→ Description of the task
This task calls for copying every line of the records that includes the word "impl".

---+---

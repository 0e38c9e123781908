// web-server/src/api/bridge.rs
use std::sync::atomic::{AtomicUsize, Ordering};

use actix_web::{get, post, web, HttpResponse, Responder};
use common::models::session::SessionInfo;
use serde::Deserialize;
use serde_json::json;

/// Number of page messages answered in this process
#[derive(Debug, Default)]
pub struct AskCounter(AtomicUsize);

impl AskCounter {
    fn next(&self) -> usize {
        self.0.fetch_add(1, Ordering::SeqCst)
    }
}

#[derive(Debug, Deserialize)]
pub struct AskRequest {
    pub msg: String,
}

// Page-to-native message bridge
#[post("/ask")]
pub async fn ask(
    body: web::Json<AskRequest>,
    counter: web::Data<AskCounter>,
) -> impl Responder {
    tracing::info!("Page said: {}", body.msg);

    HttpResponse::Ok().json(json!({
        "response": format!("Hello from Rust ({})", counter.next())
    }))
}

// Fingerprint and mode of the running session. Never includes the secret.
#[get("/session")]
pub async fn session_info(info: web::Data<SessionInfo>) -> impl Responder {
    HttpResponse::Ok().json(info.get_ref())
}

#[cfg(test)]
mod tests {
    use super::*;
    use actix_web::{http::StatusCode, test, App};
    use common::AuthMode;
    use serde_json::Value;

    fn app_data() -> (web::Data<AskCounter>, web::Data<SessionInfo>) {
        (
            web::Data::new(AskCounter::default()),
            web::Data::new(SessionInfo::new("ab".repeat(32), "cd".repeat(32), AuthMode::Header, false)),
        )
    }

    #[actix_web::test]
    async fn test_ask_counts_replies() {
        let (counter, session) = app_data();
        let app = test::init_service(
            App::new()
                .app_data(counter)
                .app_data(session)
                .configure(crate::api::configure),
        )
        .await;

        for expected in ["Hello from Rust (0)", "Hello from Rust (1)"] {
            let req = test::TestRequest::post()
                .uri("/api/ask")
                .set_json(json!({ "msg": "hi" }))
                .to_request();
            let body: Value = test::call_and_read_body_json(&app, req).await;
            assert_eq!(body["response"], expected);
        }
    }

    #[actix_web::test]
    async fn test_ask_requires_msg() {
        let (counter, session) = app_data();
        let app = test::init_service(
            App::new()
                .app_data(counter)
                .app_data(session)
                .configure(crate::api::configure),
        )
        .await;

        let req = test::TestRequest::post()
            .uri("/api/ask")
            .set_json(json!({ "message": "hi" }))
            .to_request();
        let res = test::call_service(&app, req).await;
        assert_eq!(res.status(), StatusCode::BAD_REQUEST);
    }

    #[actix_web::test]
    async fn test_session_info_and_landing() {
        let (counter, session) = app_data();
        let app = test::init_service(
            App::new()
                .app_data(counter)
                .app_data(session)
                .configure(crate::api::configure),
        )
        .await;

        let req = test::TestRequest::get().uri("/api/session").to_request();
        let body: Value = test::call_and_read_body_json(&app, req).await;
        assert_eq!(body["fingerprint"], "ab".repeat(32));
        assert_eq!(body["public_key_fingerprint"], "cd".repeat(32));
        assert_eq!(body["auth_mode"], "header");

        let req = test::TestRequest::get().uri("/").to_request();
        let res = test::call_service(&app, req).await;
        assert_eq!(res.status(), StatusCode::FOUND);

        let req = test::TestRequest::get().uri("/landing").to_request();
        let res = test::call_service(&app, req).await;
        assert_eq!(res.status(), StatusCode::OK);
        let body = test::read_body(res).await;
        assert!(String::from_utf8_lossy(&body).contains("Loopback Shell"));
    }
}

---+---

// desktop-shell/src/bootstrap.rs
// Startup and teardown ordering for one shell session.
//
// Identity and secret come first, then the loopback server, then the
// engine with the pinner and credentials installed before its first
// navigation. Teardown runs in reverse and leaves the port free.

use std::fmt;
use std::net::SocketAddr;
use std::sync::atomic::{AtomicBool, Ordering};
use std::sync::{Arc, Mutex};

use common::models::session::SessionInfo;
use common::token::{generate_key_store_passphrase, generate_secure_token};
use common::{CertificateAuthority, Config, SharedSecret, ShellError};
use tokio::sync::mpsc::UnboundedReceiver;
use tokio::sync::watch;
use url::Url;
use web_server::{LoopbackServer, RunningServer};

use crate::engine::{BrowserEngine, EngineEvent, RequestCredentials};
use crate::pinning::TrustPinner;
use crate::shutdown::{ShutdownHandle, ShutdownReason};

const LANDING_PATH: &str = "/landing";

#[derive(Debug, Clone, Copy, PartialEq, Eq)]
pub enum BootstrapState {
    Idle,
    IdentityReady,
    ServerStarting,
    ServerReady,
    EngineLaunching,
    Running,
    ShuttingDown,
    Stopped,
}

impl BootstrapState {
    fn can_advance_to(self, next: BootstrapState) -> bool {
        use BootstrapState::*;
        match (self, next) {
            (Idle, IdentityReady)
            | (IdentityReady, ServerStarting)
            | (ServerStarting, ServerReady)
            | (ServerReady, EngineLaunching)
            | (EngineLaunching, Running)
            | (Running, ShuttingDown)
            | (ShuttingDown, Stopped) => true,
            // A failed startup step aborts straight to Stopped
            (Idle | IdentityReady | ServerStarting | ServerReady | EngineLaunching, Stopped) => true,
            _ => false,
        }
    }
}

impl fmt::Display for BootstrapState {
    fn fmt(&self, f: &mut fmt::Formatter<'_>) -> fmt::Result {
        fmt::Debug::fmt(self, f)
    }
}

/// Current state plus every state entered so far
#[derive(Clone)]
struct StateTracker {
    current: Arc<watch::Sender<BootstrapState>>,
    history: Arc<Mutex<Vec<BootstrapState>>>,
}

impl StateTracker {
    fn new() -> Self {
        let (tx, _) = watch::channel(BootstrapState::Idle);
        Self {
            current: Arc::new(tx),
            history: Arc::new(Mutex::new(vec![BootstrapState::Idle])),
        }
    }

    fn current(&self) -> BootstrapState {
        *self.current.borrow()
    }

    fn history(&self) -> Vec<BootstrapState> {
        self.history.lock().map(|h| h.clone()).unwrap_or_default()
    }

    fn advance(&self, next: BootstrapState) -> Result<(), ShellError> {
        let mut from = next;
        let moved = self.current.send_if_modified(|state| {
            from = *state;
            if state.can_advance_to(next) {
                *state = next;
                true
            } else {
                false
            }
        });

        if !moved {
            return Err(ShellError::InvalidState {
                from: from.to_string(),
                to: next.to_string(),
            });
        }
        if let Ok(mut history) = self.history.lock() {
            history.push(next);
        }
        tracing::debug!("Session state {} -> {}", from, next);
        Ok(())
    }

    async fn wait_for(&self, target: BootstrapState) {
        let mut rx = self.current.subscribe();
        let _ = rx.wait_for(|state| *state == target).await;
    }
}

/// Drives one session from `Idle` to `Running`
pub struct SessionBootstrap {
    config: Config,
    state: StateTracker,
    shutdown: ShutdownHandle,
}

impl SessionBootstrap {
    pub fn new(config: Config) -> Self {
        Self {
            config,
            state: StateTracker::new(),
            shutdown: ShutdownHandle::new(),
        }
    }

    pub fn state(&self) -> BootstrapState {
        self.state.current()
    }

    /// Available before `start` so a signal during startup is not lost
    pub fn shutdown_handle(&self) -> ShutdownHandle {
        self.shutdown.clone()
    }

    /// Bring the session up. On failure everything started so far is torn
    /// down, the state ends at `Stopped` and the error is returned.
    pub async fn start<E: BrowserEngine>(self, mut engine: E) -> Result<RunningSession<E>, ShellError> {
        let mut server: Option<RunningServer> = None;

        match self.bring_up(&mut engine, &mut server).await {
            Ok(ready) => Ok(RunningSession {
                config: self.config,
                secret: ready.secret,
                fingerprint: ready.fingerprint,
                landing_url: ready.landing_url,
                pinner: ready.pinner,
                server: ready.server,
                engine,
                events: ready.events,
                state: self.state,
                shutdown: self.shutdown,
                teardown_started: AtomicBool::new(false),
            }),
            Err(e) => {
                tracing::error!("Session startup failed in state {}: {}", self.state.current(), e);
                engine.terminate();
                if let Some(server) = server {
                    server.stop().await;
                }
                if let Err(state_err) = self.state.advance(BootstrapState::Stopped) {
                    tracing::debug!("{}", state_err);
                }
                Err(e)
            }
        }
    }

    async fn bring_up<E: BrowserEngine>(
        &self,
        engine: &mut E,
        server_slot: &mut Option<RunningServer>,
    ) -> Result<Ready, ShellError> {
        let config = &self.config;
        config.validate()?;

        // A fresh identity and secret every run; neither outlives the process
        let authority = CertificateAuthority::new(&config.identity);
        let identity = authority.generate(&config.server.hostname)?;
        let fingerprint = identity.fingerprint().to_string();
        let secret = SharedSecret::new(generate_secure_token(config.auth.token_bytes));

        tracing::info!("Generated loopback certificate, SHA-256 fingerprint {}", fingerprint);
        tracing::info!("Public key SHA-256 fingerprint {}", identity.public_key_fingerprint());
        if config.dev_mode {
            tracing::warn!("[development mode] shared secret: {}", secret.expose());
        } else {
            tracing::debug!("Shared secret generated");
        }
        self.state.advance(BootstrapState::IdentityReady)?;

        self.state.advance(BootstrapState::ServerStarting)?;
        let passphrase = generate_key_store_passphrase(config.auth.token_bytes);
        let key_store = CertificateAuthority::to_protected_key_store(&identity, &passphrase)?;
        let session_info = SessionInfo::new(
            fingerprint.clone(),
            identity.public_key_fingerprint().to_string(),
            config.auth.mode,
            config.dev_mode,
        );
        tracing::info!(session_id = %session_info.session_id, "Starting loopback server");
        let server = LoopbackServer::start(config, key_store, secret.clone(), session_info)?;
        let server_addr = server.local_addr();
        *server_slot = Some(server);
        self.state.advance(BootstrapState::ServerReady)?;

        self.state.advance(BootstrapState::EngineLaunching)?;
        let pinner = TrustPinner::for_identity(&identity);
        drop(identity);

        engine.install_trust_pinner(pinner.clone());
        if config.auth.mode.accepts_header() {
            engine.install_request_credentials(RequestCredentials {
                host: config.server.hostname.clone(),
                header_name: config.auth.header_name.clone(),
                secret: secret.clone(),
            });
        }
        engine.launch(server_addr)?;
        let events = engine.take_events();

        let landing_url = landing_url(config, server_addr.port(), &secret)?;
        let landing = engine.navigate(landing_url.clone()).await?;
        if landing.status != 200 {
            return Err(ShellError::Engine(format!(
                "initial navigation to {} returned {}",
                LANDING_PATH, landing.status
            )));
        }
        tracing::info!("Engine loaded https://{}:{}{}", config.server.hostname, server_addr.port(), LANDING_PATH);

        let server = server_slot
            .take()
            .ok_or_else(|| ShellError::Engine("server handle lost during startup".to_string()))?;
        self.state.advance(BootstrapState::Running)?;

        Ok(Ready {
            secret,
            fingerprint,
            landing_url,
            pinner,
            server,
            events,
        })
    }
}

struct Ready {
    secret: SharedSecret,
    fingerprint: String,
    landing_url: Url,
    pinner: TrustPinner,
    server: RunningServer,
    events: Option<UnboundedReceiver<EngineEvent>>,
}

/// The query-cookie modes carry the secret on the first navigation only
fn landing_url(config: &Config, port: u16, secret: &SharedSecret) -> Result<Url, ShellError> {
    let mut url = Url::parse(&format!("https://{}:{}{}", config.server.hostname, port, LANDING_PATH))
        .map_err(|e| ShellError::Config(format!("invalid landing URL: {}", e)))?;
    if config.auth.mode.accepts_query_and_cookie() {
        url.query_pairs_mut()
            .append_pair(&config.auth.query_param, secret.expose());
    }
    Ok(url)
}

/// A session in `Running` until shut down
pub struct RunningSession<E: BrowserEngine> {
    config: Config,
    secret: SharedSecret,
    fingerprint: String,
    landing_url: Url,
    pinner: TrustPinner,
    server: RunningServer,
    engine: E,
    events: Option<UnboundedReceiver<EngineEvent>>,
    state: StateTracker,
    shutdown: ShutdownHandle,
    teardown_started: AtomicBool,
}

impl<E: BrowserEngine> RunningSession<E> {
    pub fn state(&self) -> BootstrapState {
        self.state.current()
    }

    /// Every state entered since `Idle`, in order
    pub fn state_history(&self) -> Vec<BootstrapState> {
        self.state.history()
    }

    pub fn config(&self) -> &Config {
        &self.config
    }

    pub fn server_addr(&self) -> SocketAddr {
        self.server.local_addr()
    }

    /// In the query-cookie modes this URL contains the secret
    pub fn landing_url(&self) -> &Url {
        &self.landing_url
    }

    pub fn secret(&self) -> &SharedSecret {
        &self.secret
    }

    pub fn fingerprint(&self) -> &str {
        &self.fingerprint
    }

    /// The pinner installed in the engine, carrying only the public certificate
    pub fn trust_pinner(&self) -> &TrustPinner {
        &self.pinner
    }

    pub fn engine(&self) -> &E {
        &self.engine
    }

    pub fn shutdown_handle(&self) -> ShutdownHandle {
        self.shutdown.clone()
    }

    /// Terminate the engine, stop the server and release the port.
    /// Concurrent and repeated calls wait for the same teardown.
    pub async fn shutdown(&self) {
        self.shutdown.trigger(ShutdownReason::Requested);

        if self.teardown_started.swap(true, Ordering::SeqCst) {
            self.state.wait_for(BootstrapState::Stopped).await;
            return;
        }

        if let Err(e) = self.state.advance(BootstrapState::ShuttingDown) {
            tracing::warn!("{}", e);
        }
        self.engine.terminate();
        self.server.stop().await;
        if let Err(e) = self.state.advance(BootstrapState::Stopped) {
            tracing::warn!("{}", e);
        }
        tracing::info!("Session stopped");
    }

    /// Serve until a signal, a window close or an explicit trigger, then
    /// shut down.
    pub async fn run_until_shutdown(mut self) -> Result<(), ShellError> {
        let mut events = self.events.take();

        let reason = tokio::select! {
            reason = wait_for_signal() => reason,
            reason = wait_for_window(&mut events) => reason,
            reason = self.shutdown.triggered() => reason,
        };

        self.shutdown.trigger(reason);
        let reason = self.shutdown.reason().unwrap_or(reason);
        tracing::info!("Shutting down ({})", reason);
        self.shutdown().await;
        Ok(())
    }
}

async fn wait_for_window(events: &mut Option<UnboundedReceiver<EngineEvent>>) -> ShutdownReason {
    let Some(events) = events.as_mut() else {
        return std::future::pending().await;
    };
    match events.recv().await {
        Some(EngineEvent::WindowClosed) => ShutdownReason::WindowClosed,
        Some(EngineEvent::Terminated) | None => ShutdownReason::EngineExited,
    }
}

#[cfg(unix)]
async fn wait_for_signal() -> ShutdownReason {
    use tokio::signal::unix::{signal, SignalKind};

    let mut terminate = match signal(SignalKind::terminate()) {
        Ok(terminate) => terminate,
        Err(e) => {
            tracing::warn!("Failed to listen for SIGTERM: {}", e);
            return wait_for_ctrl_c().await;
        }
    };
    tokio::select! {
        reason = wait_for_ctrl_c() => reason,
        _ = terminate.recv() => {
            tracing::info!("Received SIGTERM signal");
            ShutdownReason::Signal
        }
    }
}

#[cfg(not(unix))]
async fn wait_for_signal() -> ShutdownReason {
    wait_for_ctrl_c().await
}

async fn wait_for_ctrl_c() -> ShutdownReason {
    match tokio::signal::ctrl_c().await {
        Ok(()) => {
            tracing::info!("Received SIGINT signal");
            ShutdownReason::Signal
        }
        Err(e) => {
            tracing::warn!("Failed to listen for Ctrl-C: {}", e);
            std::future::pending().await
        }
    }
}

---+---

→ Task answer
impl AskCounter {
) -> impl Responder {
pub async fn session_info(info: web::Data<SessionInfo>) -> impl Responder {
impl BootstrapState {
impl fmt::Display for BootstrapState {
impl StateTracker {
impl SessionBootstrap {
impl<E: BrowserEngine> RunningSession<E> {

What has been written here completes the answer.